Another thing that makes my day better is craving the attention and care of people in the internet because of how lonely I am in real life, but due to the pride and contempt I said above, I reject their care and goodwill, instead acting like an asshole to prove to myself and everyone around me that "I don't care," which is not the case.
I care a lot about what everyone think and say, I care too much in fact, so much that a single compliment would make my day and an accurate insult would ruin it. And I hate that, I hate how much of a slave I am to my emotions (though I'm aware that it's more or less normal), I hate how easily swayed I am regarding what other people think and say about me, so I drown it out with forced apathy and disregard.
I find it very useful that I know a little about many subjects, as it leaves me rarely in a situation where I can't say anything about the topic being discussed with me, as generally adding basic information about the topic shows to the individual you are speaking to that it's a productive discussion.
Honestly, most of the points you've discussed above are really common points in human social interaction and something that is very useful to have an understanding of. You are by no means the only person so easily affected by simple compliments and insults by those around you. Most of the people you speak with likely feel the same.
But there is an aspect of self-control everyone needs to learn while they're talking, and that can only really be learned by experience. Some people are far more experienced in that regard, so it can feel quite offputting to individuals who haven't figured quite how they want to act in social settings. Just keep working on it, self reflect like you're doing now, and you'll eventually figure it out.
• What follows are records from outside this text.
// SPDX-License-Identifier: AGPL-3.0-or-later
// Copyright (C) 2025 Blackman Artificial Intelligence Technologies Inc.

//! Tool system for Kiln
//!
//! Tools are registered handlers invoked by name from model function calls.
//! Each one works against the explicit [`ToolContext`]: the bound project
//! tree, the editor surface, the command runner, the key-value store and the
//! formatter queue.

pub mod builtin;
pub mod definition;
pub mod editor;
pub mod executor;
pub mod formatter;
pub mod project;
pub mod runner;

pub use definition::*;
pub use executor::*;

use async_trait::async_trait;
use serde_json::{json, Value};
use std::collections::HashMap;
use std::sync::{Arc, RwLock};

use crate::error::{KilnError, Result};
use crate::llm::message::FunctionResponse;
use crate::llm::provider::ToolDefinition;
use crate::store::KeyValueStore;
use editor::EditorSurface;
use formatter::FormatterHandle;
use project::ProjectTree;
use runner::CommandRunner;

pub const NO_PROJECT_MESSAGE: &str = "No project folder is open. Ask the user to open one.";

/// Context provided to tools during execution
#[derive(Clone)]
pub struct ToolContext {
    project: Arc<RwLock<Option<Arc<dyn ProjectTree>>>>,
    /// Open documents and selection
    pub editor: Arc<dyn EditorSurface>,
    /// Terminal command backend
    pub runner: Arc<dyn CommandRunner>,
    /// Persistent key-value storage
    pub store: Arc<dyn KeyValueStore>,
    formatter: Option<FormatterHandle>,
}

impl std::fmt::Debug for ToolContext {
    fn fmt(&self, f: &mut std::fmt::Formatter<'_>) -> std::fmt::Result {
        f.debug_struct("ToolContext")
            .field("project", &self.project_name())
            .field("open_documents", &self.editor.open_paths().len())
            .field("has_formatter", &self.formatter.is_some())
            .finish()
    }
}

impl ToolContext {
    pub fn new(
        editor: Arc<dyn EditorSurface>,
        runner: Arc<dyn CommandRunner>,
        store: Arc<dyn KeyValueStore>,
    ) -> Self {
        Self {
            project: Arc::new(RwLock::new(None)),
            editor,
            runner,
            store,
            formatter: None,
        }
    }

    /// Attach the formatter queue used by `format_code`
    pub fn with_formatter(mut self, formatter: FormatterHandle) -> Self {
        self.formatter = Some(formatter);
        self
    }

    /// Bind a project tree. Replaces any previous binding.
    pub fn bind_project(&self, tree: Arc<dyn ProjectTree>) {
        let mut slot = match self.project.write() {
            Ok(guard) => guard,
            Err(poisoned) => poisoned.into_inner(),
        };
        *slot = Some(tree);
    }

    /// Forget the bound project and close every document
    pub fn unbind_project(&self) {
        {
            let mut slot = match self.project.write() {
                Ok(guard) => guard,
                Err(poisoned) => poisoned.into_inner(),
            };
            *slot = None;
        }
        self.editor.close_all();
    }

    /// The bound project tree, or the "no project" precondition error
    pub fn project(&self) -> Result<Arc<dyn ProjectTree>> {
        let slot = match self.project.read() {
            Ok(guard) => guard,
            Err(poisoned) => poisoned.into_inner(),
        };
        slot.clone()
            .ok_or_else(|| KilnError::ToolPrecondition(NO_PROJECT_MESSAGE.to_string()))
    }

    pub fn has_project(&self) -> bool {
        self.project().is_ok()
    }

    pub fn project_name(&self) -> Option<String> {
        self.project().ok().map(|p| p.root_name())
    }

    pub fn formatter(&self) -> Result<&FormatterHandle> {
        self.formatter
            .as_ref()
            .ok_or_else(|| KilnError::ToolEffect("Formatter worker is not running.".to_string()))
    }
}

/// Result of one tool invocation
#[derive(Debug, Clone, PartialEq)]
pub struct ToolResult {
    /// Tool name, echoed back to the model
    pub name: String,
    /// Call id, when the model supplied one
    pub id: Option<String>,
    pub outcome: ToolOutcome,
}

#[derive(Debug, Clone, PartialEq)]
pub enum ToolOutcome {
    Success(Value),
    Error(String),
}

impl ToolResult {
    pub fn success(name: impl Into<String>, id: Option<String>, payload: Value) -> Self {
        Self {
            name: name.into(),
            id,
            outcome: ToolOutcome::Success(payload),
        }
    }

    pub fn error(name: impl Into<String>, id: Option<String>, message: impl Into<String>) -> Self {
        Self {
            name: name.into(),
            id,
            outcome: ToolOutcome::Error(message.into()),
        }
    }

    pub fn is_error(&self) -> bool {
        matches!(self.outcome, ToolOutcome::Error(_))
    }

    /// The payload sent to the model: the success value, or `{error}`
    pub fn response(&self) -> Value {
        match &self.outcome {
            ToolOutcome::Success(payload) => payload.clone(),
            ToolOutcome::Error(message) => json!({ "error": message }),
        }
    }

    pub fn to_function_response(&self) -> FunctionResponse {
        FunctionResponse {
            name: self.name.clone(),
            response: self.response(),
            id: self.id.clone(),
        }
    }

    /// `{toolResponse: {name, response}}` envelope used in logs
    pub fn envelope(&self) -> Value {
        json!({
            "toolResponse": {
                "name": self.name,
                "response": self.response(),
            }
        })
    }
}

/// Trait for implementing tools
#[async_trait]
pub trait Tool: Send + Sync {
    /// Get the tool name
    fn name(&self) -> &str;

    /// Get the tool definition for the model
    fn definition(&self) -> ToolDefinition;

    /// Whether the tool needs a bound project tree
    fn requires_project(&self) -> bool {
        false
    }

    /// Execute with the given arguments; the value is the success payload
    async fn execute(&self, input: Value, context: &ToolContext) -> Result<Value>;
}

/// Registry of available tools
#[derive(Default)]
pub struct ToolRegistry {
    tools: HashMap<String, Arc<dyn Tool>>,
    order: Vec<String>,
}

impl ToolRegistry {
    /// Create a new empty registry
    pub fn new() -> Self {
        Self::default()
    }

    /// Create a registry with all built-in tools
    pub fn with_builtins() -> Self {
        let mut registry = Self::new();

        registry.register(Arc::new(builtin::CreateFileTool));
        registry.register(Arc::new(builtin::DeleteFileTool));
        registry.register(Arc::new(builtin::CreateFolderTool));
        registry.register(Arc::new(builtin::DeleteFolderTool));
        registry.register(Arc::new(builtin::RenameFolderTool));
        registry.register(Arc::new(builtin::RenameFileTool));
        registry.register(Arc::new(builtin::ReadFileTool));
        registry.register(Arc::new(builtin::GetOpenFileContentTool));
        registry.register(Arc::new(builtin::GetSelectedTextTool));
        registry.register(Arc::new(builtin::ReplaceSelectedTextTool));
        registry.register(Arc::new(builtin::ProjectStructureTool));
        registry.register(Arc::new(builtin::SearchCodeTool));
        registry.register(Arc::new(builtin::RunTerminalCommandTool));
        registry.register(Arc::new(builtin::BuildIndexTool));
        registry.register(Arc::new(builtin::QueryCodebaseTool));
        registry.register(Arc::new(builtin::FileHistoryTool));
        registry.register(Arc::new(builtin::RewriteFileTool));
        registry.register(Arc::new(builtin::FormatCodeTool));
        registry.register(Arc::new(builtin::AnalyzeCodeTool));
        registry.register(Arc::new(builtin::ApplyDiffTool));

        registry
    }

    /// Register a tool; a tool with the same name is replaced in place
    pub fn register(&mut self, tool: Arc<dyn Tool>) {
        let name = tool.name().to_string();
        if !self.tools.contains_key(&name) {
            self.order.push(name.clone());
        }
        self.tools.insert(name, tool);
    }

    /// Get a tool by name
    pub fn get(&self, name: &str) -> Option<&Arc<dyn Tool>> {
        self.tools.get(name)
    }

    /// Definitions in registration order
    pub fn definitions(&self) -> Vec<ToolDefinition> {
        self.order
            .iter()
            .filter_map(|name| self.tools.get(name))
            .map(|t| t.definition())
            .collect()
    }

    pub fn names(&self) -> Vec<&str> {
        self.order.iter().map(String::as_str).collect()
    }

    pub fn len(&self) -> usize {
        self.tools.len()
    }

    pub fn is_empty(&self) -> bool {
        self.tools.is_empty()
    }
}

#[cfg(test)]
mod tests {
    use super::*;
    use crate::store::MemoryStore;
    use editor::InMemoryEditor;
    use project::FsProjectTree;
    use runner::LocalCommandRunner;
    use tempfile::TempDir;

    fn context() -> ToolContext {
        ToolContext::new(
            Arc::new(InMemoryEditor::new()),
            Arc::new(LocalCommandRunner::new()),
            Arc::new(MemoryStore::new()),
        )
    }

    #[test]
    fn test_registry_has_every_builtin_in_order() {
        let registry = ToolRegistry::with_builtins();
        assert_eq!(registry.len(), 20);
        let names = registry.names();
        assert_eq!(names[0], "create_file");
        assert_eq!(names[19], "apply_diff");
        for name in [
            "rewrite_file",
            "get_project_structure",
            "search_code",
            "query_codebase",
            "get_file_history",
            "analyze_code",
        ] {
            assert!(registry.get(name).is_some(), "missing {}", name);
        }
        assert_eq!(registry.definitions().len(), 20);
    }

    #[test]
    fn test_register_replaces_without_duplicating_order() {
        let mut registry = ToolRegistry::new();
        registry.register(Arc::new(builtin::ReadFileTool));
        registry.register(Arc::new(builtin::ReadFileTool));
        assert_eq!(registry.len(), 1);
        assert_eq!(registry.names(), vec!["read_file"]);
    }

    #[test]
    fn test_context_project_binding() {
        let temp_dir = TempDir::new().unwrap();
        let ctx = context();
        let err = ctx.project().err().unwrap();
        assert_eq!(err.to_string(), NO_PROJECT_MESSAGE);

        ctx.bind_project(Arc::new(FsProjectTree::open(temp_dir.path()).unwrap()));
        assert!(ctx.has_project());
        ctx.editor.open("a.txt", "");

        ctx.unbind_project();
        assert!(!ctx.has_project());
        assert!(ctx.editor.open_paths().is_empty());
    }

    #[test]
    fn test_context_clones_share_project() {
        let temp_dir = TempDir::new().unwrap();
        let ctx = context();
        let clone = ctx.clone();
        ctx.bind_project(Arc::new(FsProjectTree::open(temp_dir.path()).unwrap()));
        assert!(clone.has_project());
    }

    #[test]
    fn test_tool_result_payloads() {
        let ok = ToolResult::success("read_file", None, json!({"content": "x"}));
        assert!(!ok.is_error());
        assert_eq!(ok.response(), json!({"content": "x"}));
        assert_eq!(
            ok.envelope(),
            json!({"toolResponse": {"name": "read_file", "response": {"content": "x"}}})
        );

        let err = ToolResult::error("read_file", Some("c1".to_string()), "boom");
        assert!(err.is_error());
        let response = err.to_function_response();
        assert_eq!(response.response, json!({"error": "boom"}));
        assert_eq!(response.id.as_deref(), Some("c1"));
    }
}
Of course having your knowledge spread out to be more flexible on discussions is a good thing, I never said it wasn't, what annoys me is how I act with such knowledge.
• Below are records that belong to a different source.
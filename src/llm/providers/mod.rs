// SPDX-License-Identifier: AGPL-3.0-or-later
// Copyright (C) 2025 Blackman Artificial Intelligence Technologies Inc.

//! LLM provider implementations

pub mod gemini;

pub use gemini::GeminiProvider;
I already pointed out how I'm aware that such feelings, emotions, and thoughts are normal, but if you were to meet me in real life, you'd realise how the intensity of such "normal" things make it not normal. You think I haven't worked it out? I figured things out long ago, and as I've said above, I am not gonna make an effort to change them.
I speak these words because I don't hold them in much importance anymore, same goes for the corresponding replies or responses. As for the social setting part, I'm mature enough to know what I need and want to act like.
To be honest, trying to understand what I say would be very annoying if one isn't aware of my general situation. The fact that you bothered to type all those things, even if you misunderstood some things, already comforts me.
One last thing, I know some may wonder as to why I'm saying such things if I really "don't place much importance" in them, what matters to me here isn't the actual information about the topic, but the conversation. It's fun talking to be people, talking about this is just an add-on.